Data for this exercise

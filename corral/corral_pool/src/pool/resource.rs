//! Resources that can be placed in a pool.
//!
//! The pool tracks members by a stable identity key rather than by value
//! equality, so any caller-supplied type can participate as long as it can
//! name itself.

use std::fmt;
use std::hash::Hash;
use std::sync::atomic::{AtomicU64, Ordering};

/// A value that can be registered with a [`ResourcePool`].
///
/// The pool never inspects or mutates the value itself; it only uses the
/// [`key`](Resource::key) as a registry handle. Keys must stay stable for
/// the lifetime of the value and be unique among the resources added to any
/// one pool.
///
/// [`ResourcePool`]: crate::pool::exclusive::ResourcePool
pub trait Resource: Send + fmt::Debug + 'static {
    /// The identity under which the pool registry tracks this resource.
    type Key: Clone + Eq + Hash + fmt::Debug + Send + 'static;

    /// Return the identity key for this resource.
    fn key(&self) -> Self::Key;
}

/// A ready-made pool resource that carries nothing but a unique id.
///
/// Useful when the pooled things are interchangeable slots and a caller only
/// needs to know *which* slot it holds. Ids come from a process-wide counter,
/// so two tokens never collide.
///
/// `Token` is `Clone` so a caller can keep a copy of the identity it held
/// (for example to look the slot up again later); only the clone that is
/// checked out counts as held by the pool.
#[derive(Debug, Clone, PartialEq, Eq, Hash)]
pub struct Token {
    /// The id assigned at creation.
    id: u64,
}

impl Token {
    /// Create a token with a fresh id.
    pub fn new() -> Self {
        static NEXT_ID: AtomicU64 = AtomicU64::new(0);

        Self {
            id: NEXT_ID.fetch_add(1, Ordering::Relaxed),
        }
    }

    /// The id assigned to this token.
    pub fn id(&self) -> u64 {
        self.id
    }
}

impl Default for Token {
    fn default() -> Self {
        Self::new()
    }
}

impl fmt::Display for Token {
    fn fmt(&self, f: &mut fmt::Formatter<'_>) -> fmt::Result {
        write!(f, "token-{}", self.id)
    }
}

impl Resource for Token {
    type Key = u64;

    fn key(&self) -> u64 {
        self.id
    }
}

macro_rules! key_is_value {
    ($($ty:ty),+ $(,)?) => {$(
        impl Resource for $ty {
            type Key = $ty;

            fn key(&self) -> $ty {
                *self
            }
        }
    )+};
}

key_is_value!(u8, u16, u32, u64, u128, usize, i8, i16, i32, i64, i128, isize);

#[cfg(test)]
mod tests {
    use super::*;
    use std::collections::HashSet;
    use std::thread;

    #[test]
    fn tokens_have_unique_ids() {
        let mut handles = Vec::new();

        for _ in 0..4 {
            handles.push(thread::spawn(|| {
                (0..250).map(|_| Token::new().id()).collect::<Vec<_>>()
            }));
        }

        let mut seen = HashSet::new();
        for handle in handles {
            for id in handle.join().unwrap() {
                assert!(seen.insert(id), "token id {} handed out twice", id);
            }
        }

        assert_eq!(seen.len(), 1000);
    }

    #[test]
    fn token_key_is_its_id() {
        let token = Token::new();
        assert_eq!(token.key(), token.id());

        let copy = token.clone();
        assert_eq!(copy.key(), token.key());
    }

    #[test]
    fn integers_key_as_themselves() {
        assert_eq!(7u32.key(), 7);
        assert_eq!((-3i64).key(), -3);
    }
}
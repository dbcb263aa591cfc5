//! Exclusive pooling of reusable resources.
//!
//! This module provides the pooling machinery:
//!
//! - Identity-keyed membership for arbitrary caller-supplied types
//! - A blocking, thread-safe checkout/return engine with graceful and
//!   forced shutdown

pub mod exclusive;
pub mod resource;

// Re-export key types from exclusive
pub use exclusive::{
    AcquireError, AddError, CloseError, ForcedRemoval, PoolCounts, PoolStats, ReleaseError,
    RemoveError, ResourcePool,
};

// Re-export key types from resource
pub use resource::{Resource, Token};
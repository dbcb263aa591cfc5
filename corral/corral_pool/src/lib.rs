#![deny(warnings)]
#![warn(missing_docs)]
#![warn(rust_2018_idioms)]

//! # Corral Pool
//!
//! A thread-safe pool of interchangeable, reusable resources.
//!
//! Callers borrow a resource for exclusive use and return it when done; the
//! pool guarantees that no two callers ever hold the same resource at once.
//! On top of that it provides:
//!
//! - Blocking, timed, cancellable, and non-blocking acquisition
//! - Growing and shrinking the member set while callers are active
//! - Graceful (drain) and immediate shutdown, with reopening
//!
//! ## Example
//!
//! ```
//! use corral_pool::{ResourcePool, Token};
//!
//! let pool = ResourcePool::with_resources([Token::new(), Token::new()]);
//! pool.open();
//!
//! let held = pool.acquire().expect("pool is open with idle resources");
//! // ... do exclusive work with the resource ...
//! pool.release(held).expect("resource is checked out");
//! ```

/// Pool engine and the identity of pooled resources
pub mod pool;

/// Synchronization helpers for pool callers
pub mod sync;

// Re-export key types for easier access
pub use pool::exclusive::{
    AcquireError, AddError, CloseError, ForcedRemoval, PoolCounts, PoolStats, ReleaseError,
    RemoveError, ResourcePool,
};
pub use pool::resource::{Resource, Token};
pub use sync::cancel::CancelToken;
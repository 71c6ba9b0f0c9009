//! Unix integration test: describe the signal that terminated a real child
//! process, the way exit-status decoders consume this crate.

#![cfg(unix)]

use sigdesc::prelude::*;
use std::os::unix::process::ExitStatusExt;
use std::process::Command;

#[test]
#[allow(clippy::expect_used, clippy::panic)] // Integration tests can panic on infra failures
fn test_child_termination_signal_is_described() {
    for expected in [libc::SIGKILL, libc::SIGTERM] {
        // The shell signals itself, so the parent observes a signal exit.
        let status = Command::new("sh")
            .arg("-c")
            .arg(format!("kill -{expected} $$"))
            .status()
            .expect("failed to spawn child shell");

        let signum = status
            .signal()
            .unwrap_or_else(|| panic!("child did not exit on a signal: {status:?}"));
        assert_eq!(signum, expected);

        let text = describe(signum).to_string();
        assert!(!text.is_empty());
        assert_ne!(text, UNRECOGNIZED_SIGNAL);
        assert!(name(signum).is_some(), "signal {signum} should have a name");
    }
}
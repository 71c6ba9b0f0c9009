//! The signal description operation.
//!
//! This is the one behavioral guarantee of the crate: for any integer signal
//! number, a non-empty description can be produced. Platforms whose native
//! facility may return a null result, platforms that only carry a static
//! signal table, and platforms with neither all end up at the same fixed
//! fallback text.

use std::ffi::c_int;
use std::fmt;

use crate::platform;

/// Fallback text used when no platform facility recognizes a signal number.
///
/// Callers print the numeric signal value alongside the description, so the
/// fallback does not repeat the number.
pub const UNRECOGNIZED_SIGNAL: &str = "unrecognized signal";

/// Return a displayable description of the given signal number.
///
/// Any integer is a valid input; negative, zero and out-of-range values all
/// resolve to the fallback text unless the platform facility claims them.
/// The call itself cannot fail and performs no work: the platform lookup
/// happens each time the returned value is formatted.
///
/// # Examples
///
/// ```
/// use sigdesc::describe;
///
/// // 2 is SIGINT on every platform that numbers signals at all.
/// let text = describe(2).to_string();
/// assert!(!text.is_empty());
/// ```
pub fn describe(signum: c_int) -> SignalDescription {
    SignalDescription { signum }
}

/// A signal number paired with its lazily-resolved description.
///
/// Formatting this value writes the platform's description of the signal, or
/// [`UNRECOGNIZED_SIGNAL`] when no facility recognizes the number. The
/// platform string is borrowed only for the duration of the write and is
/// never copied, matching the underlying facility's contract that its buffer
/// is only valid until the next call.
///
/// # Thread Safety
///
/// The value itself is `Copy + Send + Sync`; it holds no platform data.
/// Whether the native facility tolerates overlapping calls from several
/// threads is a property of the platform's libc, not of this type.
///
/// # Example
///
/// ```
/// let description = sigdesc::describe(11);
///
/// // Format it as often as needed; nothing to release afterwards.
/// let first = description.to_string();
/// let second = description.to_string();
/// assert_eq!(first, second);
/// ```
#[derive(Debug, Clone, Copy, PartialEq, Eq, Hash)]
pub struct SignalDescription {
    signum: c_int,
}

impl SignalDescription {
    /// The signal number this description was requested for.
    ///
    /// Diagnostic output should include it next to the description text,
    /// since the text alone may be ambiguous across platforms.
    pub fn signum(&self) -> c_int {
        self.signum
    }
}

impl fmt::Display for SignalDescription {
    fn fmt(&self, f: &mut fmt::Formatter<'_>) -> fmt::Result {
        platform::with_description(self.signum, |text| {
            f.write_str(text.unwrap_or(UNRECOGNIZED_SIGNAL))
        })
    }
}
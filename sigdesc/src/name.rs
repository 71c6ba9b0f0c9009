//! Signal-name lookup.
//!
//! Companion tables to the description lookup: the conventional `SIGxxx`
//! identifiers for the signals a target is known to define. Unlike the
//! descriptions, these are crate-owned data on every platform, so the
//! results are `'static` and the tables double as the list of names the
//! inverse lookup accepts.

use std::ffi::c_int;

struct Details {
    signum: c_int,
    name: &'static str,
}

#[cfg(unix)]
macro_rules! s {
    ($name:ident) => {
        Details {
            signum: libc::$name,
            name: stringify!($name),
        }
    };
}

// The portable POSIX set; numbering comes from libc for the target, so the
// same table serves Linux, the BSDs, macOS and the Solaris family.
#[cfg(unix)]
const DETAILS: &[Details] = &[
    s!(SIGABRT),
    s!(SIGALRM),
    s!(SIGBUS),
    s!(SIGCHLD),
    s!(SIGCONT),
    s!(SIGFPE),
    s!(SIGHUP),
    s!(SIGILL),
    s!(SIGINT),
    s!(SIGIO),
    s!(SIGKILL),
    s!(SIGPIPE),
    s!(SIGPROF),
    s!(SIGQUIT),
    s!(SIGSEGV),
    s!(SIGSTOP),
    s!(SIGSYS),
    s!(SIGTERM),
    s!(SIGTRAP),
    s!(SIGTSTP),
    s!(SIGTTIN),
    s!(SIGTTOU),
    s!(SIGURG),
    s!(SIGUSR1),
    s!(SIGUSR2),
    s!(SIGVTALRM),
    s!(SIGWINCH),
    s!(SIGXCPU),
    s!(SIGXFSZ),
];

// The C-runtime signals, numbered per MSVC `signal.h`.
#[cfg(windows)]
const DETAILS: &[Details] = &[
    Details { signum: 2, name: "SIGINT" },
    Details { signum: 4, name: "SIGILL" },
    Details { signum: 8, name: "SIGFPE" },
    Details { signum: 11, name: "SIGSEGV" },
    Details { signum: 15, name: "SIGTERM" },
    Details { signum: 21, name: "SIGBREAK" },
    Details { signum: 22, name: "SIGABRT" },
];

#[cfg(not(any(unix, windows)))]
const DETAILS: &[Details] = &[];

/// Conventional name of a signal number, e.g. `Some("SIGTERM")`.
///
/// Only signals the target is known to define have names; for anything else
/// this returns `None`. Note that [`describe`](crate::describe) may still
/// have a description for numbers without a name here, since the native
/// facility knows more signals than the portable set.
///
/// # Examples
///
/// ```
/// use sigdesc::name;
///
/// if let Some(text) = name(15) {
///     assert_eq!(text, "SIGTERM");
/// }
/// assert_eq!(name(142), None);
/// ```
pub fn name(signum: c_int) -> Option<&'static str> {
    DETAILS.iter().find(|d| d.signum == signum).map(|d| d.name)
}

/// Signal number for a `SIGxxx` name.
///
/// Matching is ASCII case-insensitive and the `SIG` prefix is optional, so
/// `"SIGINT"`, `"sigint"` and `"INT"` all resolve to the same number.
///
/// # Examples
///
/// ```
/// use sigdesc::from_name;
///
/// assert_eq!(from_name("sigterm"), from_name("TERM"));
/// assert_eq!(from_name("no-such-signal"), None);
/// ```
pub fn from_name(query: &str) -> Option<c_int> {
    DETAILS
        .iter()
        .find(|d| matches_name(d.name, query))
        .map(|d| d.signum)
}

fn matches_name(full: &'static str, query: &str) -> bool {
    full.eq_ignore_ascii_case(query)
        || full
            .strip_prefix("SIG")
            .is_some_and(|short| short.eq_ignore_ascii_case(query))
}
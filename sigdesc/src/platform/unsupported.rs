use std::ffi::c_int;

/// No describe facility on this target; every lookup misses and the caller
/// supplies the fallback text.
pub(crate) fn with_description<R>(_signum: c_int, f: impl FnOnce(Option<&str>) -> R) -> R {
    f(None)
}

The problem
Report the number of lines in the material above holding the word "stable", without anything else.

Response
2